Chronique

John Scofield

Swallow Tales

John Scofield (g), Steve Swallow (elb), Bill Stewart (dms).

Label / Distribution : ECM

John Scofield rend hommage à Steve Swallow en s’emparant des compositions de son ami bassiste et l’on est tenté de qualifier Swallow Tales de leçon de jazz. Mais surtout pas au sens un peu moralisateur où trois musiciens nous « feraient la leçon » : plutôt parce qu’il s’agit pour eux de s’exprimer dans le langage à la fois savant et accessible qu’ils ont forgé au fil des décennies. Et d’engager une conversation entre gentlemen qui n’ont sans doute rien à prouver désormais, mais brûlent à l’évidence d’un désir ardent de partage et d’interplay. Leur expérience commune est le gage d’une fraîcheur qu’on ne peut que saluer.

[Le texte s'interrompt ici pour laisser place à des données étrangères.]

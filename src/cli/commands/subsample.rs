use crate::cli::formatter::{
    self, format_number, print_section, print_stats_table, print_success, print_warning,
};
use crate::cli::Engine;
use crate::core::job::{check_file, JobContext, PreparedInputs};
use crate::core::planner::SubsamplingPlanner;
use crate::core::report::{JobReport, REPORT_FILE};
use crate::core::schema::SubsamplingSchema;
use crate::tools::traits::{FilterEngine, InputPreparer};
use crate::tools::{AugurToolkit, MemoryToolkit};
use clap::Args;
use std::path::PathBuf;
use tracing::info;

#[derive(Args, Debug)]
pub struct SubsampleArgs {
    /// Raw sequences (FASTA, optionally gzipped)
    #[arg(short, long, value_name = "FILE")]
    pub sequences: PathBuf,

    /// Raw metadata table (TSV, optionally gzipped)
    #[arg(short, long, value_name = "FILE")]
    pub metadata: PathBuf,

    /// Subsampling schema (JSON)
    #[arg(long, value_name = "FILE")]
    pub schema: PathBuf,

    /// Directory the job directory is created in
    #[arg(short, long, value_name = "DIR")]
    pub output_dir: PathBuf,

    /// ncov workflow checkout providing the sanitizer scripts
    #[arg(long, value_name = "DIR")]
    pub ncov_dir: Option<PathBuf>,

    /// Configuration file
    #[arg(short = 'c', long, env = "GIST_CONFIG")]
    pub config: Option<PathBuf>,

    /// Filtering engine
    #[arg(long, value_enum, default_value = "augur")]
    pub engine: Engine,

    /// Use the inputs as given instead of sanitizing them (they are still indexed)
    #[arg(long)]
    pub no_sanitize: bool,

    /// Number of threads (passed from global)
    #[arg(skip)]
    pub threads: usize,

    /// Hide progress output (passed from global)
    #[arg(skip)]
    pub quiet: bool,
}

pub fn run(args: SubsampleArgs) -> anyhow::Result<()> {
    formatter::init();

    // Every configuration problem surfaces here, before any tool runs.
    check_file(&args.sequences)?;
    check_file(&args.metadata)?;
    check_file(&args.schema)?;
    let schema = SubsamplingSchema::load(&args.schema)?;

    let mut config = super::resolve_config(args.config.as_deref())?;
    if let Some(ncov_dir) = &args.ncov_dir {
        crate::core::job::check_dir(ncov_dir)?;
        config.tools.ncov_dir = Some(ncov_dir.clone());
    }

    let (engine, preparer): (Box<dyn FilterEngine>, Box<dyn InputPreparer>) = match args.engine {
        Engine::Augur => {
            let toolkit = AugurToolkit::from_config(&config.tools, &config.sanitize)?;
            if !args.no_sanitize && !toolkit.can_sanitize() {
                anyhow::bail!(crate::GistError::Config(
                    "sanitizing needs an ncov checkout; pass --ncov-dir or --no-sanitize"
                        .to_string()
                ));
            }
            (Box::new(toolkit.clone()), Box::new(toolkit))
        }
        Engine::Memory => {
            let toolkit = MemoryToolkit::new(&config.columns, &config.sanitize);
            (Box::new(toolkit.clone()), Box::new(toolkit))
        }
    };

    let ctx = JobContext::create(&args.output_dir, &schema.job_name, args.threads)?;
    info!(
        "Job '{}' in {} ({} threads, {} engine)",
        schema.job_name,
        ctx.job_dir().display(),
        ctx.threads(),
        engine.name()
    );

    let report = JobReport::start(&schema.job_name, "subsample");

    let inputs = if args.no_sanitize {
        PreparedInputs::indexed(&ctx, preparer.as_ref(), &args.sequences, &args.metadata)?
    } else {
        PreparedInputs::prepare(&ctx, preparer.as_ref(), &args.sequences, &args.metadata)?
    };

    let outcome = SubsamplingPlanner::new(&ctx, engine.as_ref(), &inputs, &schema, &config)
        .with_progress(!args.quiet)
        .run()?;

    let mut report = report
        .with_strata(&outcome.strata)
        .count("target", outcome.target.len())
        .count("background", outcome.background.len())
        .count("combined", outcome.combined.len())
        .count("complement_sequences", outcome.complement_selection.sequences)
        .count("combined_sequences", outcome.combined_selection.sequences)
        .with_warnings(&outcome.warnings);
    if let Some(selection) = &outcome.target_selection {
        report = report.count("target_sequences", selection.sequences);
    }
    let report = report.finish();
    report.write(&ctx.path(REPORT_FILE))?;

    print_section(&format!("Subsampling job '{}'", schema.job_name));
    let stats: Vec<(&str, String)> = vec![
        ("Strata", outcome.strata.len().to_string()),
        ("Target genomes", format_number(outcome.target.len())),
        ("Background genomes", format_number(outcome.background.len())),
        ("Combined genomes", format_number(outcome.combined.len())),
        (
            "Sequences written",
            format_number(outcome.combined_selection.sequences),
        ),
        ("Elapsed", format!("{:.1}s", report.elapsed_seconds)),
    ];
    print_stats_table("Summary", &stats);

    for warning in &outcome.warnings {
        print_warning(warning);
    }
    print_success(&format!("Outputs written to {}", ctx.job_dir().display()));
    Ok(())
}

Le guitariste, véritablement propulsé sur le devant de la scène jazz rock voire funk par Miles Davis au début des années 80, a côtoyé Steve Swallow il y a bien longtemps maintenant du côté de Berklee, quand il n’avait que 20 ans. Il n’a jamais perdu de vue le bassiste – qui a entre temps troqué sa contrebasse contre une basse électrique – et l’avait même enrôlé dans son premier trio avec Adam Nussbaum. Scofield a su, au fil du temps, élaborer une sonorité et un style fortement imprégnés de blues et de rock par lesquels on l’identifie assez aisément. Quant à la batterie gorgée de swing mélodique de Bill Stewart, elle fait chanter peaux et cymbales aux côtés du guitariste depuis les années 90. Les voilà à nouveau réunis, pour la plus belle des raisons, un histoire d’amitié et de passion pour une musique habitée par le chant d’un musicien aujourd’hui octogénaire et qui aura écrit une des plus belles pages de l’histoire du jazz. Swing, souplesse et distinction naturelle. Aux dires de John Scofield, les compositions de Swallow « sont des véhicules parfaits pour l’improvisation. Ce ne sont jamais des exercices purement intellectuels, elles possèdent une vraie force mélodique ».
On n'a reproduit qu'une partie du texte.